Wednesday, May 27, 2009

Research that doesn't tell us anything

In education you hear “I believe” way too many times. I mock these people who think that there is no evidence required – as long as you believe it works in education it must be so. It is as if education is a religion with a prescribed set of beliefs and those of us heretics on the outside must be derided for upsetting their belief system.

On the outside we say there must be evidence – student achievement is the coin of the realm and without it you are one of the barriers to education improvement.

Lately, however, I am questioning my belief in student achievement. I am beginning to wonder if anything actually does get you student achievement that is really superior to something else.

I base this on a series of disappointing study results. First you had the New Teacher Center study. It seemed to indicate that an intense mentoring program didn’t yield significant results. Then you had a recent study on the TAP teacher career ladder program. Not to mention many studies on charter schools, National Board Certification, Vouchers and TFA - - none of which is a home run for opponents or supporters.

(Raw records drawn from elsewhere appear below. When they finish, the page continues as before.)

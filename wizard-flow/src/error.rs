use thiserror::Error;

/// Errors raised by the step-graph engine and by tasks running inside it
#[derive(Debug, Error)]
pub enum GraphError {
    #[error("Task execution failed: {0}")]
    TaskExecutionFailed(String),

    #[error("Task not found: {0}")]
    TaskNotFound(String),

    #[error("Session not found: {0}")]
    SessionNotFound(String),

    #[error("Session already completed: {0}")]
    SessionCompleted(String),

    #[error("Context error: {0}")]
    ContextError(String),

    #[error("Storage error: {0}")]
    StorageError(String),

    #[error(transparent)]
    Other(#[from] anyhow::Error),
}

pub type Result<T> = std::result::Result<T, GraphError>;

It is really beginning to appear to me that if the “gold standard” of random assignment doesn’t really seem to answer any of the real questions then why are paying researchers millions of dollars to conduct the study? Shouldn’t one of these programs have shown some really significant gains? Or is it the incredibly wide variation in student and teacher performance so far gone that we can’t really see small differences in results? Maybe the earth really isn't flat!

It is above my head – but those who are smarter than I need to come up with a better judge of results that actually tells us something and doesn’t use up millions of dollars to give us a vague answer.